Without an imagination, Music would cease to exist in any form. As a guide, music is the road that helps pull listeners from the material world into a sort of spiritual or metaphysical space, taking them to individually inspired worlds, scenes, and separate lives. Some forms of music make that task easier. Lyrical tracks use prose and poetry to throw audiences into a more specific scenario, already having been created by the artist or band. Symphonic and Electronic music, often without that block in its DNA, ends up carrying more of that weight through each instrumental layer added into the aspiring compositions. In essence, the end result of each compilation of sound is limitless.
In forming Noise Jazz Records and Static Drives between 2017 & 2018, Brenden Sica has slowly cultivated his own worlds while also contributing his visions to a few local bands, the most recent being Swansgate. Starting in 2018, his personal work released under the monkier Machine PNG onto streaming platforms, starting with the 2019 series “Moonman Sessions”. The concept series, spanning across 4 collections with each track being its own chapter, builds slowly on itself in layers and tones. Taken together, the namesake becomes the mind’s motion picture, enabling listeners to create their own avatar to be set free in each album’s floating universe.
As an audio engineer, Brenden’s work from “Moonman” to his latest release “QC2020” is varied, but ends up coming through more nuanced channels that really defines the music generated. “The Frequencies” series feels like a science experiment that even on the albums, track to track, there’s a progression scale as each track folds into the other that listeners will catch ticking upward. “Meditation Pieces”, released earlier this December, is the next completely themed collection, but feels like nothing else in the catalogue in how disarming each track comes off. Compared to the rest, the sharpness taken away to reveal an eased environment, one where you can put your headphones on and just float off, wherever you are.
Leading up to “QC2020”, the theme that stands out from the track names is a push away from the attachments of the quoted year, and yet still paints our future settings with each creation. “Meadow Vista” in general feels like the blending of a calmer plain clashing with the synths to paint a walk through a cybernetic city. “Post Internet” hits a climax to start off with, waking listeners up, before unraveling into a playground of beats and frequencies. Summing up the 5-track EP, “The Alternate Space” feels like a MM callback, but that stops at the 1:00 mark when the speed picks up, mixing the track into a multi-layered kaleidoscope in looking beyond the stratosphere.
Breaking down the elements that it takes to form the carefully calculated tracks is a puzzle in and of itself, but much like Brenden’s experiments with the frequencies themselves, there’s something intriguing to figure out between the boundaries of science and sound. There’s an entire experience found in this artist’s selections, and listeners could find “QC” as well as the early works as a challenge to test how the music process can go from hypothesis to theory in just a matter of albums.
While we were digesting the catalogue’s nuances, we decided to hit Brenden with a hearty questions in order to help us break down the formula a bit;
Q1.) In just a few sentences, who is Brenden Sica?
A.) I’m someone who’s always changing and learning, whether that’s on an artistic or personal level.
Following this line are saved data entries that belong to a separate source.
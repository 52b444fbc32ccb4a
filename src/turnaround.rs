//! Turnaround duration in working days, hours, minutes and seconds

use serde::{Deserialize, Serialize};
use std::fmt;
use std::str::FromStr;

use crate::error::{DueDateError, Result};
use crate::policy::CalendarPolicy;

/// Requested time to fulfilment. A "day" is one working day as defined by
/// the policy, not 24 hours.
#[derive(Debug, Clone, Copy, Default, PartialEq, Eq, Serialize, Deserialize)]
#[serde(default)]
pub struct Turnaround {
    pub days: u32,
    pub hours: u32,
    pub minutes: u32,
    pub seconds: u32,
}

impl Turnaround {
    pub fn new(days: u32, hours: u32, minutes: u32, seconds: u32) -> Self {
        Self {
            days,
            hours,
            minutes,
            seconds,
        }
    }

    pub fn days(days: u32) -> Self {
        Self { days, ..Self::default() }
    }

    pub fn hours(hours: u32) -> Self {
        Self { hours, ..Self::default() }
    }

    pub fn minutes(minutes: u32) -> Self {
        Self { minutes, ..Self::default() }
    }

    pub fn seconds(seconds: u32) -> Self {
        Self { seconds, ..Self::default() }
    }

    pub fn is_zero(&self) -> bool {
        *self == Self::default()
    }

    /// Total working seconds, converting days with the policy's day length
    pub fn total_seconds(&self, policy: &CalendarPolicy) -> i64 {
        self.days as i64 * policy.working_day_seconds()
            + self.hours as i64 * 3600
            + self.minutes as i64 * 60
            + self.seconds as i64
    }

    /// Parse the compact form, e.g. `1d4h30m` or `90s`
    pub fn parse(s: &str) -> Result<Self> {
        let input = s.trim();
        if input.is_empty() {
            return Err(DueDateError::InvalidTurnaround("empty turnaround".to_string()));
        }

        let mut result = Self::default();
        // Units must appear in d, h, m, s order, each at most once
        let mut next_unit = 0;
        let mut digits = String::new();

        for c in input.chars() {
            if c.is_ascii_digit() {
                digits.push(c);
                continue;
            }

            let unit = match c.to_ascii_lowercase() {
                'd' => 0,
                'h' => 1,
                'm' => 2,
                's' => 3,
                _ => {
                    return Err(DueDateError::InvalidTurnaround(format!(
                        "unknown unit '{}' in '{}'",
                        c, input
                    )))
                }
            };
            if digits.is_empty() {
                return Err(DueDateError::InvalidTurnaround(format!(
                    "unit '{}' has no value in '{}'",
                    c, input
                )));
            }
            if unit < next_unit {
                return Err(DueDateError::InvalidTurnaround(format!(
                    "units out of order or repeated in '{}'",
                    input
                )));
            }

            let value: u32 = digits.parse().map_err(|_| {
                DueDateError::InvalidTurnaround(format!("value '{}' is too large", digits))
            })?;
            match unit {
                0 => result.days = value,
                1 => result.hours = value,
                2 => result.minutes = value,
                _ => result.seconds = value,
            }
            next_unit = unit + 1;
            digits.clear();
        }

        if !digits.is_empty() {
            return Err(DueDateError::InvalidTurnaround(format!(
                "trailing value '{}' has no unit",
                digits
            )));
        }

        Ok(result)
    }
}

impl FromStr for Turnaround {
    type Err = DueDateError;

    fn from_str(s: &str) -> Result<Self> {
        Self::parse(s)
    }
}

impl fmt::Display for Turnaround {
    fn fmt(&self, f: &mut fmt::Formatter<'_>) -> fmt::Result {
        if self.is_zero() {
            return write!(f, "0s");
        }
        for (value, unit) in [
            (self.days, 'd'),
            (self.hours, 'h'),
            (self.minutes, 'm'),
            (self.seconds, 's'),
        ] {
            if value > 0 {
                write!(f, "{}{}", value, unit)?;
            }
        }
        Ok(())
    }
}

/// Format a span of seconds for logging
pub fn format_seconds(secs: i64) -> String {
    let sign = if secs < 0 { "-" } else { "" };
    let secs = secs.unsigned_abs();
    let hours = secs / 3600;
    let mins = (secs % 3600) / 60;

    if hours > 0 {
        format!("{}{}h {}m", sign, hours, mins)
    } else if mins > 0 {
        format!("{}{}m", sign, mins)
    } else {
        format!("{}{}s", sign, secs)
    }
}


#[cfg(test)]
mod proptests {
    use super::*;
    use proptest::prelude::*;

    proptest! {
        /// Display output of a non-zero turnaround always parses back
        #[test]
        fn display_parses_back(d in 0u32..1000, h in 0u32..1000, m in 0u32..1000, s in 0u32..1000) {
            let t = Turnaround::new(d, h, m, s);
            prop_assert_eq!(Turnaround::parse(&t.to_string()).unwrap(), t);
        }

        /// Parsing never panics on arbitrary input
        #[test]
        fn parse_never_panics(s in ".*") {
            let _ = Turnaround::parse(&s);
        }

        /// Total seconds grows with every component
        #[test]
        fn total_seconds_monotone(d in 0u32..100, h in 0u32..100, extra in 1u32..100) {
            let policy = CalendarPolicy::default();
            let base = Turnaround::new(d, h, 0, 0);
            let more = Turnaround::new(d, h, extra, 0);
            prop_assert!(more.total_seconds(&policy) > base.total_seconds(&policy));
        }

        /// format_seconds never panics
        #[test]
        fn format_seconds_never_panics(secs in i64::MIN..i64::MAX) {
            let _ = format_seconds(secs);
        }
    }
}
The main hats that I wear are electronic musician and producer.
Q2.) From New Jersey to Pennsylvania, and finally down here to the Carolinas, you’ve made quite a trek in your life while also getting absorbed into music. Who or what bands/artists would you say were your biggest influences for jumping in?
A.) Initially, I was heavily influenced by grunge, pop-punk, and blues-rock (Nirvana, Mad Season, early Green Day, etc.) because that’s what I grew up with. When I moved down here to North Carolina, I was starting to gravitate towards rappers, electronic artists, and avant-garde musicians (Beastie Boys, Daft Punk, Merzbow, etc.) I decided in high school that the music I listened to shouldn’t be narrowed down to just the CD collection that my family had. So from that moment on, I listened to anything I could find on Grooveshark or YouTube as long as it had some artistic merit.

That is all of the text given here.